_WORK INSTRUCTIONS:_
Using the listing below, copy exactly the lines from the one containing "use crate::config::Config;" to the one containing "config.validate_auth()?;", both lines included, and no others.

_DATA SHOWN:_
★ ★ ★
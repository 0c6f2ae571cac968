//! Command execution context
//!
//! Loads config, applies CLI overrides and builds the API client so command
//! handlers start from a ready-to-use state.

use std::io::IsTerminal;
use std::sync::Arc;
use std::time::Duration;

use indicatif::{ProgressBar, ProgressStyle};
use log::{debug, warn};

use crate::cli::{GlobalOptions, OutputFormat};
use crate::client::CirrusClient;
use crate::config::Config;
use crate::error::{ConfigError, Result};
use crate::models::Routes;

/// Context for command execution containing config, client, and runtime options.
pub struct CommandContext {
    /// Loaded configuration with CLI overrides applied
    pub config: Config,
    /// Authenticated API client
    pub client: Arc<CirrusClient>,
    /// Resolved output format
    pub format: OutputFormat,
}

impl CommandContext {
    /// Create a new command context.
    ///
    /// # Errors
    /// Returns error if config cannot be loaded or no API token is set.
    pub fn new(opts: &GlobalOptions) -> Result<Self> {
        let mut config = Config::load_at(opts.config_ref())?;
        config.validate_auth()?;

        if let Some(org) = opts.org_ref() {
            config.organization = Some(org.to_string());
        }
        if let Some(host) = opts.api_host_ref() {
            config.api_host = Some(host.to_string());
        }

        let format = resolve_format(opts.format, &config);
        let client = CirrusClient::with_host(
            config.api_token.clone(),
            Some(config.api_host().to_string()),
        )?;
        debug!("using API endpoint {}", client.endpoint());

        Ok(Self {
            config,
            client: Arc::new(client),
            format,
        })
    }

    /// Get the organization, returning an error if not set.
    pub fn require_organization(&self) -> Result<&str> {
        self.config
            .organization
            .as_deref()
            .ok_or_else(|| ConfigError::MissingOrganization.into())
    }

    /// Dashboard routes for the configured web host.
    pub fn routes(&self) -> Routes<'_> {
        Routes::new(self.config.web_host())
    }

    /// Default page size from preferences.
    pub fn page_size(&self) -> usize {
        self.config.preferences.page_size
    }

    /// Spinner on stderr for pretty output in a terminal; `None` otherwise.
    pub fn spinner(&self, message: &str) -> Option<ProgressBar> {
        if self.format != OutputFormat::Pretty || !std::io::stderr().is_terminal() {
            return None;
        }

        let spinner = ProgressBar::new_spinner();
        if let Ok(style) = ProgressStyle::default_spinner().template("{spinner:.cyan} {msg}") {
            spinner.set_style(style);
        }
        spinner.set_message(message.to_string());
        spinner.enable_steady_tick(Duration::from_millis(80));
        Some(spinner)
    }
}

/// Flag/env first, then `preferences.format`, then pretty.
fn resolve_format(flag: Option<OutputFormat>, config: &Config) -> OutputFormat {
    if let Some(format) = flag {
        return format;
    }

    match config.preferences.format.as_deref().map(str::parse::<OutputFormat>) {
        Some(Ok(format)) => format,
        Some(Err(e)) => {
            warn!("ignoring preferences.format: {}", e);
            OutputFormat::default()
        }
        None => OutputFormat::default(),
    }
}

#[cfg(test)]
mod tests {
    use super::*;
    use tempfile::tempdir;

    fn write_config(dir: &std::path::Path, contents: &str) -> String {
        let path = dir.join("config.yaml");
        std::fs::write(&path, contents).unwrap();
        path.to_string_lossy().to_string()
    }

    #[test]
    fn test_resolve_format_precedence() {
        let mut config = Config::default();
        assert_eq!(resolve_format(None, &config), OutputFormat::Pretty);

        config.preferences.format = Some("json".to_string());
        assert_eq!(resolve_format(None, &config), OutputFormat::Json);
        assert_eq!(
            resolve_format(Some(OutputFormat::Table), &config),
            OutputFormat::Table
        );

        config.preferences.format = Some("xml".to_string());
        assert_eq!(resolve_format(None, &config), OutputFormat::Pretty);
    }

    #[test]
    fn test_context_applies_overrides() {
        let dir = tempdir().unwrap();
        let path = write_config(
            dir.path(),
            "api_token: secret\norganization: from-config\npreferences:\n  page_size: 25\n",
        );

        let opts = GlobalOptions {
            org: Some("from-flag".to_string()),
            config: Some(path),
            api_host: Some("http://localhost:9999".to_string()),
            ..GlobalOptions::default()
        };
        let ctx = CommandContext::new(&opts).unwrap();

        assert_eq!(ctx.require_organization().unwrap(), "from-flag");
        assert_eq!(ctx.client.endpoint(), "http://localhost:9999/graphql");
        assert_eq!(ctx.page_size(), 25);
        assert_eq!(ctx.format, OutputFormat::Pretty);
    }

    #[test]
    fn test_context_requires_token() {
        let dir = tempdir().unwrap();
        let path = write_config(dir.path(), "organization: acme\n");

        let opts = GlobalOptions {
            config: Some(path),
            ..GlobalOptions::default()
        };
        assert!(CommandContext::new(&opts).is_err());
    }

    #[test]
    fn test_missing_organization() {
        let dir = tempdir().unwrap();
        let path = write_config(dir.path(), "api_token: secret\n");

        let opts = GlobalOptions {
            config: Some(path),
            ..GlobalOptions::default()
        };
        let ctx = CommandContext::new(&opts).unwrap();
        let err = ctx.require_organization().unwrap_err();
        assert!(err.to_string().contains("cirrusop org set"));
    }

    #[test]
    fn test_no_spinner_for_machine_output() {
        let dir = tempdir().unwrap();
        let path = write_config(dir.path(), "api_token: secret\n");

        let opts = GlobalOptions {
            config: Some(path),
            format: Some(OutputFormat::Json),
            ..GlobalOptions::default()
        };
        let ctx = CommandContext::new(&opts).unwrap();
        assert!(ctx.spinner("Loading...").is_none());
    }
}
★ ★ ★
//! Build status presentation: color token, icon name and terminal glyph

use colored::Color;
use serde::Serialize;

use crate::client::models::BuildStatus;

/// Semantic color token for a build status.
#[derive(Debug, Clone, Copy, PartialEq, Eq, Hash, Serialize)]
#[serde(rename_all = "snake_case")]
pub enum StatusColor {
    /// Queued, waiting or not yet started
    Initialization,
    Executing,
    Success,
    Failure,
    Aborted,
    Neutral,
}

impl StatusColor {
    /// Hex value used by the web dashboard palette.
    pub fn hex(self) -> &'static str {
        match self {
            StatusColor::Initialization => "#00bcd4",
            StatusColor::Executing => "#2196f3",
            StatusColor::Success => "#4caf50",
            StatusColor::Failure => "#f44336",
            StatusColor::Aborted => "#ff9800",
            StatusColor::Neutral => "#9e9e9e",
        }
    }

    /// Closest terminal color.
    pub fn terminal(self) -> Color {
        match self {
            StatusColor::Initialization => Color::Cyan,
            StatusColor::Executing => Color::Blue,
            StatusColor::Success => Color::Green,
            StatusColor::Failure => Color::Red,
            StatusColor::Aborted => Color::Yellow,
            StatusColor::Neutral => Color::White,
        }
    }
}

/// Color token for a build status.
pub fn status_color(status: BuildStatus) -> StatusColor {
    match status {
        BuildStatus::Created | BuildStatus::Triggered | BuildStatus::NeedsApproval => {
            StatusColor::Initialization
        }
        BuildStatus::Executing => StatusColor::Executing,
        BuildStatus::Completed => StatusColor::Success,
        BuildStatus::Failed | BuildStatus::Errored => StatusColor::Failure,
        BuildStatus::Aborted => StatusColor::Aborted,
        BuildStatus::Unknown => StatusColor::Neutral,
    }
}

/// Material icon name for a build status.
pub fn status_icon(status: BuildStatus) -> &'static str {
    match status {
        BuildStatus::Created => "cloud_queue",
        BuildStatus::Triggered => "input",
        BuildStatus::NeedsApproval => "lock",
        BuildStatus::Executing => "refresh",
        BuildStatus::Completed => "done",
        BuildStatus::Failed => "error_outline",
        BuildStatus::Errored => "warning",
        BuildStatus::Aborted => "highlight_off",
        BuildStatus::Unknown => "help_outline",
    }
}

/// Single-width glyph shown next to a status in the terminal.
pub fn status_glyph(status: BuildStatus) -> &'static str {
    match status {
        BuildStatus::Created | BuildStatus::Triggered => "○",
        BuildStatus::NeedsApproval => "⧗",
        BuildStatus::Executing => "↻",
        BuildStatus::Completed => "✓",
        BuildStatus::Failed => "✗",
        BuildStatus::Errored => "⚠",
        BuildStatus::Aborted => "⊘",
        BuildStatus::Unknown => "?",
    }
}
★ ★ ★
_RESULT OF THIS EXERCISE:_
use crate::config::Config;
use crate::error::{ConfigError, Result};
use crate::models::Routes;

/// Context for command execution containing config, client, and runtime options.
pub struct CommandContext {
    /// Loaded configuration with CLI overrides applied
    pub config: Config,
    /// Authenticated API client
    pub client: Arc<CirrusClient>,
    /// Resolved output format
    pub format: OutputFormat,
}

impl CommandContext {
    /// Create a new command context.
    ///
    /// # Errors
    /// Returns error if config cannot be loaded or no API token is set.
    pub fn new(opts: &GlobalOptions) -> Result<Self> {
        let mut config = Config::load_at(opts.config_ref())?;
        config.validate_auth()?;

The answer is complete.